Вот почему и антихрист Соловьева, обретя власть, насильственно сгоняет все народы в свою империю, убивает папу Петра II и старца Иоанна, ссылает преданных Христу христиан в пустыню, запрещая им «обитать в городах и других населенных местах», и, наконец, организовывает массовую бойню не склонившихся перед ним христиан и иудеев. По этому пути антихристова сила идет во все времена. От самого начала, еще со времен Каина, дух антихриста — человекоубийца. Где только происходит уничтожение бытия, где брат ненавидит брата, где дети предают отцов своих, где человек человеку враг, там кроется антихрист, там он воздвигает свое царство, ибо дьявол «был человекоубийца от начала» (Иоанн, 8, 44). Он настоящий автор смерти, ибо «Бог не создал смерти и не радовался погибели живых» (1, 13). Убиение жизни - самое яркое явление на испоганенной дьяволом земле. Это знак демонизма, кроющегося и в природе и в истории.

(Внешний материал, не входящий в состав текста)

use asv_nav::planner::PlannerError;

use crate::goals::GoalError;

#[derive(Debug, thiserror::Error)]
pub enum MissionError {
    #[error("invalid command: {0}")]
    InvalidCommand(String),

    #[error("objective index {index} out of range (mission has {count})")]
    IndexOutOfRange { index: usize, count: usize },

    #[error(transparent)]
    Planner(#[from] PlannerError),

    #[error(transparent)]
    GoalUnavailable(#[from] GoalError),

    #[error("telemetry unavailable: no {0} received yet")]
    TelemetryUnavailable(&'static str),

    #[error("mission has no objectives")]
    EmptyMission,
}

И все-таки это только логическое развитие себялюбия, которое через отвращение от бытия, через ненависть к нему ведет человека ко всестороннему его уничтожению. Всякий антихрист себялюбец, и потому — человекоубийца. Достаточно себялюбие сделать основой жизни, и исполнители этой жизни будут брести по крови братьев своих. Дьявол — убийца от самого начала потому, что он от самого начала себялюбец. Себялюбие — источник всякого действия антихриста. Оно — антропологический знак антихриста, который сторонники зверя носят на правой руке или на своем челе (0ткр., 13, 16), а следовательно, и в своих мыслях и делах. Их разум может верить в Бога и человека, они могут трепетать перед Богом и помогать человеку, но себялюбие отвращает их от Бога, сосредоточивает на себе, разрушает в них образ Господа и таким образом делает их открытыми и доступными для вековечного врага Божьего. Себялюбие — знак антихриста, путь и средство его деятельности в истории.